Stephanie Shyu and Lydia Fayal are co-founders of AdmitSee, a social media platform that aims to help students during the college application process. (AdmitSee via Facebook)
“There are tons of peer-to-peer trends out there, and it seemed almost unbelievable that LinkedIn would exist but something like AdmitSee wouldn’t…that people would share resumes but not application information,” Shyu said. “And students who’re applying now have had social media for most of their lives, so we wanted to bring that to admissions.”
Consciously or not, AdmitSee finds itself at the center of important
questions about where exactly university admissions is headed.
Although the company is too new to have much quantitative data to show their model is successful, it hasn't stopped many young applicants from wanting to gain any advantage they can.
Andy Nguyen, a junior at William Penn
Charter School, is one example of the sort of student that AdmitSee's services
benefit. A high-achieving student among many at Philadelphia's best high
schools, Andy found out about the company on a forum on Reddit's high school
subreddit last spring and bought
a package of current Penn students' materials. Despite his high academic
performance and extracurricular involvement, Andy knows he'll need a stellar
application essay to separate himself from the pack.

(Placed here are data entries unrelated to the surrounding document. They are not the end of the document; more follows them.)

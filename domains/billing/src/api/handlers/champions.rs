//! Competition registrant handlers
//!
//! - POST /v1/champions - Register for a competition
//! - PUT /v1/champions/{id} - Fill in team/discipline details
//! - POST /v1/champions/{id}/initialize - Open a checkout for the entry fee
//! - GET /v1/champions - Admin listing

use axum::{
    extract::{Path, State},
    http::StatusCode,
    response::{IntoResponse, Json},
};
use chrono::{DateTime, Utc};
use serde::Deserialize;
use serde_json::json;
use uuid::Uuid;
use validator::Validate;

use longbow_auth::AdminUser;
use longbow_common::{ApiBody, Error, Result, ValidatedJson};

use crate::api::handlers::provider_error;
use crate::api::middleware::BillingState;
use crate::domain::entities::ChampionUser;
use crate::repository::ChampionUserUpdate;

#[derive(Debug, Deserialize, Validate)]
pub struct CreateChampionRequest {
    #[validate(length(min = 1, max = 100))]
    pub first_name: String,

    #[validate(length(min = 1, max = 100))]
    pub last_name: String,

    #[validate(email)]
    pub email: String,

    pub event_date: DateTime<Utc>,

    #[validate(length(min = 1, max = 30))]
    pub phone_number: String,

    pub sex: Option<String>,
    #[validate(url)]
    pub image_url: Option<String>,

    pub association: Option<String>,
    pub nationality: Option<String>,
    pub language: Option<String>,
    pub state: Option<String>,
    pub country: Option<String>,
    pub category: Option<String>,
    pub distance: Option<String>,
}

#[derive(Debug, Deserialize, Validate)]
pub struct UpdateChampionRequest {
    pub association: Option<String>,
    pub nationality: Option<String>,
    pub language: Option<String>,
    pub state: Option<String>,
    pub country: Option<String>,
    pub category: Option<String>,
    pub distance: Option<String>,
    #[validate(url)]
    pub image_url: Option<String>,
}

/// POST /v1/champions
pub async fn create_champion(
    State(state): State<BillingState>,
    ValidatedJson(payload): ValidatedJson<CreateChampionRequest>,
) -> Result<impl IntoResponse> {
    let mut champion = ChampionUser::new(
        payload.first_name,
        payload.last_name,
        payload.email,
        payload.event_date,
        payload.phone_number,
    )?;
    champion.sex = payload.sex;
    champion.image_url = payload.image_url;
    champion.association = payload.association;
    champion.nationality = payload.nationality;
    champion.language = payload.language;
    champion.state = payload.state;
    champion.country = payload.country;
    champion.category = payload.category;
    champion.distance = payload.distance;

    let created = state.billing.champion_users.create(&champion).await?;

    Ok((
        StatusCode::CREATED,
        Json(ApiBody::with_data(
            "Champion user created successfully.",
            json!({
                "id": created.id,
                "unique_id": created.unique_id,
            }),
        )),
    ))
}

/// PUT /v1/champions/{id}
pub async fn update_champion(
    State(state): State<BillingState>,
    Path(champion_id): Path<Uuid>,
    ValidatedJson(payload): ValidatedJson<UpdateChampionRequest>,
) -> Result<impl IntoResponse> {
    let update = ChampionUserUpdate {
        association: payload.association,
        nationality: payload.nationality,
        language: payload.language,
        state: payload.state,
        country: payload.country,
        category: payload.category,
        distance: payload.distance,
        image_url: payload.image_url,
    };

    state
        .billing
        .champion_users
        .update(champion_id, &update)
        .await?
        .ok_or_else(|| Error::NotFound("Champion user not found.".to_string()))?;

    Ok(Json(ApiBody::message("Champion user updated successfully.")))
}

/// POST /v1/champions/{id}/initialize
///
/// The unique ID placed in the checkout metadata is how the charge
/// webhook later finds this registrant to mark paid.
pub async fn initialize_champion_payment(
    State(state): State<BillingState>,
    Path(champion_id): Path<Uuid>,
) -> Result<impl IntoResponse> {
    let champion = state
        .billing
        .champion_users
        .get_by_id(champion_id)
        .await?
        .ok_or_else(|| Error::NotFound("Champion user not found.".to_string()))?;

    // Fee is category-based, in major units; the provider takes kobo.
    let amount = champion.entry_fee() * 100;
    let metadata = json!({
        "custom": {
            "type": "competition",
            "unique_id": champion.unique_id,
        }
    });
    let checkout = state
        .payments
        .initialize_transaction(&champion.email, amount, None, metadata)
        .await
        .map_err(provider_error)?;

    Ok(Json(ApiBody::with_data(
        "Payment initialized.",
        json!({
            "authorization_url": checkout.authorization_url,
            "reference": checkout.reference,
        }),
    )))
}

/// GET /v1/champions (admin)
pub async fn list_champions(
    AdminUser(_session): AdminUser,
    State(state): State<BillingState>,
) -> Result<impl IntoResponse> {
    let champions = state.billing.champion_users.list_all().await?;
    Ok(Json(ApiBody::with_data("Champion users found.", champions)))
}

“The essay tells far more about a student than their grades. It’s a great way to show their communication skills, and you need those to get in,” Nguyen said. “I considered private college counseling, but it was extraordinarily expensive,”
If AdmitSee’s popularity with students is evident – Shyu reports about 100,000 monthly visitors – its reception in the admissions community has been slightly less so. One of their most prominent supporters, Parke Muth, is a widely-respected consultant and pre-eminent voice on admissions who writes on Quora and his own blog. Entering counseling after a long-time post as associate dean of admissions at the University of Virginia, he came across AdmitSee through some admissions consulting work in China.
Muth spoke about private Facebook pages shared by college admissions counselors, where they have discussed anxiety about potential for misdirected outcomes.
“At least once a week – and it’s not just AdmitSee – there’s a discussion on whether or not you should give high school students essays from admitted college students. There’s lots of reasons – plagiarism, maybe scaring students if they’re phenomenally good – that people think it’s a bad idea,” Muth explained. “People also say that you should develop your own voice in these essays.”
Muth’s response to these critics – that students can develop their voice through learning the variety of conventions that work in admissions essays – echoes Shyu’s own view. Shyu further adds that plagiarism detection software has been helpful to universities, and that AdmitSee has quelled much opposition by opening its databases to admissions officers.
(Nobody from these groups with negative opinions about the AdmitSee process responded to a call for interviews.).
But even as this growing company finds itself further in the center of a debate that won’t go away for some time, Shyu acknowledges that they haven’t fixed admissions yet.
“I think there’s so much to be learned about admissions, from a data standpoint," she said. "There really is no magic formula to getting accepted.”